Laperrière described a foreman's surprise at hearing him discuss the economic crisis and its political implications with another young worker in the factory. "The bosses are always surprised by our consciousness," he said.  
 
No to extradition of Basque activists
Ion Etxebarria, a Basque trade unionist visiting Montreal and a spokesperson for the committee in defense of Basque political prisoners, also spoke. He described the struggle to stop the extradition to Spain of Gorka Perea Salazar and Eduardo Plagaro Perez de Arrilucea, two Basque activists involved in social struggles and in the fight for the national rights of the Basque people.

"Salazar and de Arrilucia were sentenced in Spain to six and seven years in prison in the middle of the 1990s based on confessions extracted under torture," Etxebarria said.

He explained that the two fled to Canada where they asked for political refugee status, a request the Canadian government has delayed acting on for years. They have been imprisoned since last June when the Spanish government called for their extradition.

Yannick Duguay, a student at the University of Laval in Quebec City, spoke of the Young Socialists' support for the Cappe campaign. Duguay met the YS in Montreal after participating in the Summit of the People, held alongside the imperialist-dominated Summit of the Americas in Quebec City last April. He rejected the protectionist positions taken by antiglobalization activists.
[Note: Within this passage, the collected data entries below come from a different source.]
// Copyright 2024 Wladimir Palant
//
// Licensed under the Apache License, Version 2.0 (the "License");
// you may not use this file except in compliance with the License.
// You may obtain a copy of the License at
//
// http://www.apache.org/licenses/LICENSE-2.0
//
// Unless required by applicable law or agreed to in writing, software
// distributed under the License is distributed on an "AS IS" BASIS,
// WITHOUT WARRANTIES OR CONDITIONS OF ANY KIND, either express or implied.
// See the License for the specific language governing permissions and
// limitations under the License.

//! Locating the configuration file

use log::debug;
use std::borrow::Cow;
use std::path::PathBuf;

use crate::Error;

/// Locations searched if no configuration file is given explicitly, in this order
pub const DEFAULT_CONFIGS: [&str; 4] = [
    "classpath:logback-access-test.xml",
    "classpath:logback-access.xml",
    "classpath:logback-access-test-spring.xml",
    "classpath:logback-access-spring.xml",
];

/// Configuration used if none of the [`DEFAULT_CONFIGS`] exist
pub const FALLBACK_CONFIG: &str = "bundled:logback-access-spring.xml";

const BUNDLED: [(&str, &str); 1] = [(
    "logback-access-spring.xml",
    include_str!("../resources/logback-access-spring.xml"),
)];

/// A configuration file
#[derive(Debug, Clone, PartialEq, Eq)]
pub enum Resource {
    /// File on disk
    File(PathBuf),
    /// Configuration compiled into the binary
    Embedded {
        /// File name
        name: &'static str,
        /// File contents
        content: &'static str,
    },
}

impl Resource {
    /// Name used in log and error messages
    pub fn name(&self) -> String {
        match self {
            Self::File(path) => path.display().to_string(),
            Self::Embedded { name, .. } => format!("bundled:{name}"),
        }
    }

    /// Reads the configuration file
    pub fn read(&self) -> Result<Cow<'static, str>, Error> {
        match self {
            Self::File(path) => std::fs::read_to_string(path)
                .map(Cow::Owned)
                .map_err(|source| Error::Io {
                    path: path.clone(),
                    source,
                }),
            Self::Embedded { content, .. } => Ok(Cow::Borrowed(content)),
        }
    }
}

/// Maps resource locations to files
///
/// Locations starting with `classpath:` are looked up in each of the roots, in order. Locations
/// starting with `file:` and locations without prefix are file paths. `bundled:` refers to
/// configurations compiled into the binary.
#[derive(Debug, Clone, PartialEq, Eq)]
pub struct ResourceLoader {
    roots: Vec<PathBuf>,
}

impl Default for ResourceLoader {
    fn default() -> Self {
        Self {
            roots: vec![PathBuf::from(".")],
        }
    }
}

impl ResourceLoader {
    /// Creates a loader without any roots for `classpath:` locations
    pub fn new() -> Self {
        Self { roots: Vec::new() }
    }

    /// Adds a root directory for `classpath:` locations
    pub fn with_root(mut self, root: impl Into<PathBuf>) -> Self {
        self.roots.push(root.into());
        self
    }

    /// Looks up a resource, `None` if it doesn’t exist
    pub fn get(&self, location: &str) -> Option<Resource> {
        if let Some(name) = location.strip_prefix("bundled:") {
            return BUNDLED
                .iter()
                .find(|(bundled, _)| *bundled == name)
                .map(|(name, content)| Resource::Embedded { name, content });
        }

        if let Some(name) = location.strip_prefix("classpath:") {
            let name = name.trim_start_matches('/');
            return self
                .roots
                .iter()
                .map(|root| root.join(name))
                .find(|path| path.is_file())
                .map(Resource::File);
        }

        let path = PathBuf::from(location.strip_prefix("file:").unwrap_or(location));
        path.is_file().then_some(Resource::File(path))
    }

    /// Determines the configuration file to use
    ///
    /// An explicitly configured location has to exist. Otherwise the default locations are
    /// searched, with the bundled configuration as last resort.
    pub fn resolve(&self, explicit: Option<&str>) -> Result<Resource, Error> {
        if let Some(location) = explicit {
            return self
                .get(location)
                .ok_or_else(|| Error::ConfigNotFound(location.to_owned()));
        }

        for location in DEFAULT_CONFIGS {
            if let Some(resource) = self.get(location) {
                debug!("Found access log configuration {location}");
                return Ok(resource);
            }
        }

        debug!("No access log configuration found, using {FALLBACK_CONFIG}");
        self.get(FALLBACK_CONFIG)
            .ok_or_else(|| Error::ConfigNotFound(FALLBACK_CONFIG.to_owned()))
    }
}
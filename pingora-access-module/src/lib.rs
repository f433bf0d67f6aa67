// Copyright 2024 Wladimir Palant
//
// Licensed under the Apache License, Version 2.0 (the "License");
// you may not use this file except in compliance with the License.
// You may obtain a copy of the License at
//
// http://www.apache.org/licenses/LICENSE-2.0
//
// Unless required by applicable law or agreed to in writing, software
// distributed under the License is distributed on an "AS IS" BASIS,
// WITHOUT WARRANTIES OR CONDITIONS OF ANY KIND, either express or implied.
// See the License for the specific language governing permissions and
// limitations under the License.

//! # Access log for Pingora
//!
//! This crate produces access events for requests processed by a Pingora proxy and passes them
//! to an [`AccessContext`](access_context::AccessContext). The handler has to be called from the
//! `request_filter` and `logging` phases of the proxy:
//!
//! ```rust
//! use access_context::{AccessContext, AccessLogSettings};
//! use async_trait::async_trait;
//! use pingora::proxy::{ProxyHttp, Session};
//! use pingora::upstreams::peer::HttpPeer;
//! use pingora::Error;
//! use pingora_access_module::{AccessCtx, AccessLogHandler};
//!
//! pub struct MyProxy {
//!     log: AccessLogHandler,
//! }
//!
//! #[async_trait]
//! impl ProxyHttp for MyProxy {
//!     type CTX = AccessCtx;
//!     fn new_ctx(&self) -> Self::CTX {
//!         AccessLogHandler::new_ctx()
//!     }
//!
//!     async fn request_filter(
//!         &self,
//!         session: &mut Session,
//!         ctx: &mut Self::CTX,
//!     ) -> Result<bool, Box<Error>> {
//!         self.log.request_filter(session, ctx);
//!         Ok(false)
//!     }
//!
//!     async fn upstream_peer(
//!         &self,
//!         _session: &mut Session,
//!         _ctx: &mut Self::CTX,
//!     ) -> Result<Box<HttpPeer>, Box<Error>> {
//!         Ok(Box::new(HttpPeer::new("127.0.0.1:8080", false, String::new())))
//!     }
//!
//!     async fn logging(&self, session: &mut Session, e: Option<&Error>, ctx: &mut Self::CTX) {
//!         self.log.logging(session, e, ctx);
//!     }
//! }
//!
//! let settings = AccessLogSettings::default();
//! let proxy = AccessLogHandler::from_settings(&settings)
//!     .unwrap()
//!     .map(|log| MyProxy { log });
//! ```
//!
//! Pingora has no notion of sessions, so session IDs are never logged. The client address is the
//! peer address of the connection, forwarded headers are not considered. Request and response
//! bodies are logged only if the proxy stores them in [`AccessCtx::attributes`].
//!
//! The local port is determined according to the configured
//! [`LocalPortStrategy`](access_event::LocalPortStrategy): either the port of the interface the
//! request was received on or the port from the `Host` header.

mod handler;
mod source;

pub use handler::{AccessCtx, AccessLogHandler};
pub use source::PingoraAccessSource;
"The Young Socialists base themselves on a scientific understanding of the crisis of the capitalist system and put forward the only solution to bring it to an end--that is, a revolutionary struggle to establish a workers and farmers government in this country, which will abolish the capitalist system of exploitation and join in the international struggle for socialism," he said.
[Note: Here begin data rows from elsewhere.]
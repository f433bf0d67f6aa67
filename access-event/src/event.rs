// Copyright 2024 Wladimir Palant
//
// Licensed under the Apache License, Version 2.0 (the "License");
// you may not use this file except in compliance with the License.
// You may obtain a copy of the License at
//
// http://www.apache.org/licenses/LICENSE-2.0
//
// Unless required by applicable law or agreed to in writing, software
// distributed under the License is distributed on an "AS IS" BASIS,
// WITHOUT WARRANTIES OR CONDITIONS OF ANY KIND, either express or implied.
// See the License for the specific language governing permissions and
// limitations under the License.

use serde::{Deserialize, Serialize};
use std::time::{Duration, SystemTime};

use crate::support::{
    current_thread_name, extend_parameters, format_query_string, format_request_url,
};
use crate::{AccessEventSource, Headers, OrderedMap, UnsupportedOperation, NA};

/// Frozen access event
///
/// This holds copies of all values of an [`AccessEventSource`] and doesn't depend on any request
/// or response objects. It can be sent to other threads, kept for later processing or
/// serialized.
#[derive(Debug, Clone, PartialEq, Eq, Serialize, Deserialize)]
pub struct AccessEvent {
    timestamp: SystemTime,
    elapsed_time: Option<Duration>,
    thread_name: String,
    server_name: String,
    local_port: u16,
    remote_addr: String,
    remote_host: String,
    remote_user: Option<String>,
    protocol: String,
    method: String,
    request_uri: String,
    query_string: String,
    request_url: String,
    request_headers: Headers,
    cookies: OrderedMap<String>,
    request_parameters: OrderedMap<Vec<String>>,
    attributes: OrderedMap<String>,
    session_id: Option<String>,
    request_content: Option<String>,
    status_code: u16,
    response_headers: Headers,
    content_length: u64,
    response_content: Option<String>,
}

impl AccessEvent {
    /// Reads all values of an event source
    ///
    /// This forces all lazy computations of the source.
    pub fn capture<S: AccessEventSource + ?Sized>(source: &S) -> Self {
        Self {
            timestamp: source.timestamp(),
            elapsed_time: source.elapsed_time(),
            thread_name: source.thread_name().to_owned(),
            server_name: source.server_name().to_owned(),
            local_port: source.local_port(),
            remote_addr: source.remote_addr().to_owned(),
            remote_host: source.remote_host().to_owned(),
            remote_user: source.remote_user().map(str::to_owned),
            protocol: source.protocol().to_owned(),
            method: source.method().to_owned(),
            request_uri: source.request_uri().to_owned(),
            query_string: source.query_string().to_owned(),
            request_url: source.request_url().to_owned(),
            request_headers: source.request_header_map().clone(),
            cookies: source.cookie_map().clone(),
            request_parameters: source.request_parameter_map().clone(),
            attributes: source.attribute_map().clone(),
            session_id: source.session_id().map(str::to_owned),
            request_content: source.request_content().map(str::to_owned),
            status_code: source.status_code(),
            response_headers: source.response_header_map().clone(),
            content_length: source.content_length(),
            response_content: source.response_content().map(str::to_owned),
        }
    }

    /// Creates a builder for events not originating from a web server
    pub fn builder() -> AccessEventBuilder {
        AccessEventBuilder::default()
    }

    /// The thread name is fixed at capture time, this always fails
    pub fn set_thread_name(&mut self, _name: &str) -> Result<(), UnsupportedOperation> {
        Err(UnsupportedOperation {
            field: "thread name",
            request_url: self.request_url.clone(),
        })
    }
}

impl AccessEventSource for AccessEvent {
    fn timestamp(&self) -> SystemTime {
        self.timestamp
    }

    fn elapsed_time(&self) -> Option<Duration> {
        self.elapsed_time
    }

    fn thread_name(&self) -> &str {
        &self.thread_name
    }

    fn server_name(&self) -> &str {
        &self.server_name
    }

    fn local_port(&self) -> u16 {
        self.local_port
    }

    fn remote_addr(&self) -> &str {
        &self.remote_addr
    }

    fn remote_host(&self) -> &str {
        &self.remote_host
    }

    fn remote_user(&self) -> Option<&str> {
        self.remote_user.as_deref()
    }

    fn protocol(&self) -> &str {
        &self.protocol
    }

    fn method(&self) -> &str {
        &self.method
    }

    fn request_uri(&self) -> &str {
        &self.request_uri
    }

    fn query_string(&self) -> &str {
        &self.query_string
    }

    fn request_url(&self) -> &str {
        &self.request_url
    }

    fn request_header_map(&self) -> &Headers {
        &self.request_headers
    }

    fn cookie_map(&self) -> &OrderedMap<String> {
        &self.cookies
    }

    fn request_parameter_map(&self) -> &OrderedMap<Vec<String>> {
        &self.request_parameters
    }

    fn attribute_map(&self) -> &OrderedMap<String> {
        &self.attributes
    }

    fn session_id(&self) -> Option<&str> {
        self.session_id.as_deref()
    }

    fn request_content(&self) -> Option<&str> {
        self.request_content.as_deref()
    }

    fn status_code(&self) -> u16 {
        self.status_code
    }

    fn response_header_map(&self) -> &Headers {
        &self.response_headers
    }

    fn content_length(&self) -> u64 {
        self.content_length
    }

    fn response_content(&self) -> Option<&str> {
        self.response_content.as_deref()
    }

    fn fix(&self) -> AccessEvent {
        self.clone()
    }
}

/// Assembles an [`AccessEvent`] value by value
///
/// The request line is derived from method, URI, query and protocol when the event is built.
#[derive(Debug)]
pub struct AccessEventBuilder {
    event: AccessEvent,
}

impl Default for AccessEventBuilder {
    fn default() -> Self {
        Self {
            event: AccessEvent {
                timestamp: SystemTime::now(),
                elapsed_time: None,
                thread_name: current_thread_name(),
                server_name: NA.to_owned(),
                local_port: 0,
                remote_addr: NA.to_owned(),
                remote_host: NA.to_owned(),
                remote_user: None,
                protocol: "HTTP/1.1".to_owned(),
                method: "GET".to_owned(),
                request_uri: "/".to_owned(),
                query_string: String::new(),
                request_url: String::new(),
                request_headers: Headers::new(),
                cookies: OrderedMap::new(),
                request_parameters: OrderedMap::new(),
                attributes: OrderedMap::new(),
                session_id: None,
                request_content: None,
                status_code: 0,
                response_headers: Headers::new(),
                content_length: 0,
                response_content: None,
            },
        }
    }
}

impl AccessEventBuilder {
    /// Sets the capture time
    pub fn timestamp(mut self, timestamp: SystemTime) -> Self {
        self.event.timestamp = timestamp;
        self
    }

    /// Sets the elapsed time
    pub fn elapsed_time(mut self, elapsed_time: Duration) -> Self {
        self.event.elapsed_time = Some(elapsed_time);
        self
    }

    /// Sets the thread name
    pub fn thread_name(mut self, thread_name: impl Into<String>) -> Self {
        self.event.thread_name = thread_name.into();
        self
    }

    /// Sets the server name
    pub fn server_name(mut self, server_name: impl Into<String>) -> Self {
        self.event.server_name = server_name.into();
        self
    }

    /// Sets the local port
    pub fn local_port(mut self, local_port: u16) -> Self {
        self.event.local_port = local_port;
        self
    }

    /// Sets both client address and client host name
    pub fn remote_addr(mut self, remote_addr: impl Into<String>) -> Self {
        let remote_addr = remote_addr.into();
        self.event.remote_host.clone_from(&remote_addr);
        self.event.remote_addr = remote_addr;
        self
    }

    /// Sets the client host name
    pub fn remote_host(mut self, remote_host: impl Into<String>) -> Self {
        self.event.remote_host = remote_host.into();
        self
    }

    /// Sets the authenticated user
    pub fn remote_user(mut self, remote_user: impl Into<String>) -> Self {
        self.event.remote_user = Some(remote_user.into());
        self
    }

    /// Sets the protocol
    pub fn protocol(mut self, protocol: impl Into<String>) -> Self {
        self.event.protocol = protocol.into();
        self
    }

    /// Sets the request method
    pub fn method(mut self, method: impl Into<String>) -> Self {
        self.event.method = method.into();
        self
    }

    /// Sets the request path
    pub fn request_uri(mut self, request_uri: impl Into<String>) -> Self {
        self.event.request_uri = request_uri.into();
        self
    }

    /// Sets the raw query, also adding its parameters
    pub fn query(mut self, query: &str) -> Self {
        self.event.query_string = format_query_string(Some(query));
        extend_parameters(&mut self.event.request_parameters, query);
        self
    }

    /// Adds a request header
    pub fn request_header(mut self, name: &str, value: impl Into<String>) -> Self {
        self.event.request_headers.append(name, value);
        self
    }

    /// Adds a cookie unless a cookie with this name is already present
    pub fn cookie(mut self, name: impl Into<String>, value: impl Into<String>) -> Self {
        self.event
            .cookies
            .entry(name.into())
            .or_insert_with(|| value.into());
        self
    }

    /// Adds a request parameter value
    pub fn request_parameter(mut self, name: impl Into<String>, value: impl Into<String>) -> Self {
        self.event
            .request_parameters
            .entry(name.into())
            .or_default()
            .push(value.into());
        self
    }

    /// Sets a request attribute
    pub fn attribute(mut self, name: impl Into<String>, value: impl Into<String>) -> Self {
        self.event.attributes.insert(name.into(), value.into());
        self
    }

    /// Sets the session identifier
    pub fn session_id(mut self, session_id: impl Into<String>) -> Self {
        self.event.session_id = Some(session_id.into());
        self
    }

    /// Sets the request content
    pub fn request_content(mut self, content: impl Into<String>) -> Self {
        self.event.request_content = Some(content.into());
        self
    }

    /// Sets the response status code
    pub fn status_code(mut self, status_code: u16) -> Self {
        self.event.status_code = status_code;
        self
    }

    /// Adds a response header
    pub fn response_header(mut self, name: &str, value: impl Into<String>) -> Self {
        self.event.response_headers.append(name, value);
        self
    }

    /// Sets the number of response bytes sent
    pub fn content_length(mut self, content_length: u64) -> Self {
        self.event.content_length = content_length;
        self
    }

    /// Sets the response content
    pub fn response_content(mut self, content: impl Into<String>) -> Self {
        self.event.response_content = Some(content.into());
        self
    }

    /// Produces the event
    pub fn build(mut self) -> AccessEvent {
        self.event.request_url = format_request_url(
            &self.event.method,
            &self.event.request_uri,
            &self.event.query_string,
            &self.event.protocol,
        );
        self.event
    }
}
"The Young Socialists study the lessons of past struggles of the working-class, which produces all of the wealth and has the capacity to change society," Duguay told the rally. "They collaborate with experienced communist workers active in the building of a working-class party capable of leading this historic struggle."

The YS had organized two literature tables and a public meeting for Cappe at the University of Laval in Quebec City, several hours drive east of Montreal. Of the 19 people attending the event, 10 young people bought the Militant and left their names to be contacted about other activities of the Young Socialists.  
 
Support on the job
A photographer for La Presse, the main daily newspaper in Montreal, came to photograph Cappe at work for an article on the campaign, said the socialist in the keynote address. The three-quarter page article was published three days prior to the election.

"As I was leaving the cafeteria where I had a coffee with the photographer, a co-worker said to me, 'Wait until we finish our break.' Fifteen minutes later, I found myself with about 10 of my co-workers behind me.

"When I turned to them and said, 'You're all aware that this is a photo for La Presse on the campaign for mayor of Montreal of a communist worker?' They smiled and shouted, 'Yes!'" La Presse published another picture, but campaign supporters displayed the collective photo.

"I am the only candidate in the elections who is a worker with a political program that defends the interests of working people," said Cappe. "My co-workers appreciated the fact that someone took them seriously. 'For once we are something,' said a women co-worker speaking about my campaign."

Several newspapers and electronic media noted Cappe's opposition to the war on Afghanistan, a central theme of his campaign. The media coverage was among the most substantial received by the Communist League in Montreal in a number of years.

"Unlike the journalists," said Cappe, "workers, farmers, and youth that I spoke with never asked me what the connection was between the war in Afghanistan and the municipal elections in Montreal."

Cappe explained that there are 12 Canadian companies with investments in the former Soviet republic of Uzbekistan just north of Afghanistan. He denounced the hypocrisy of the Canadian government, which supports the use of cluster bombs in Afghanistan--"bombs that reduce human beings to shreds"--after leading an international campaign for the adoption of a treaty against land mines.  
 
Assault on workers' rights
"The war which the governments of the bosses are waging in Central Asia is an extension of their attacks against us here--the growing layoffs, the housing crisis, police brutality, and national oppression of the Quebecois, the Acadians, and the Natives. We can't defend ourselves as workers here if we allow the massacre of our class brothers and sisters over there."

Bill C-36, currently being touted in the Canadian parliament as an "antiterrorist" law, "is a frontal assault against the fundamental rights won in struggles by workers and their allies, like the protection against arbitrary and improper arrest, the right to remain silent when arrested, and the freedom of association and expression," said the communist candidate.

He concluded by inviting those present to support the struggle of the 82,000 primary and secondary school teachers in Quebec for pay equity, a measure that would significantly increase the wages of a number of low-paid workers, mostly women.  
 
National oppression of the Quebecois
The November 4 election was the first in the new city of Montreal, the product of the forced merger of some 20 municipalities on the island of Montreal. The merger was imposed by the Party Quebecois (PQ) government as a way to reduce the costs associated with this level of state power by slashing social services to working people and the jobs of city employees.

Gérald Tremblay, a former Liberal provincial cabinet minister who headed a coalition opposed to the merger, won the election. He defeated the outgoing mayor of the former city of Montreal, Pierre Bourque, a champion of the merger.

The vote revealed the deep national and social divisions here. Columnist Lysiane Gagnon wrote the next day in La Presse: "You just have to look at the map of the new city of Montreal. The line is clear, too obvious to be ignored: on one side, the west [side of the Montreal island], English-speaking, liberal, mainly suburban, generally better-off and anti-merger, allied with three districts in the northeast with a strong non-English and non-French speaking population; on the other side, the east, mainly French-speaking, pro-PQ and pro-merger."

The French-speaking Quebecois are an oppressed minority within Canada, suffering discrimination based on their language. They make up 80 percent of Quebec residents and about 70 percent of the population in the greater region of Montreal. While the English-speaking minority, concentrated in the western part of the island of Montreal, has historically been privileged, the Quebecois continue to receive lower wages and substandard health and education services. The campaign against the merger was in essence a defense of the privileges of the English-speaking municipalities.

Alexandre Lampron is a garment worker and a member of the Young Socialists in Montreal.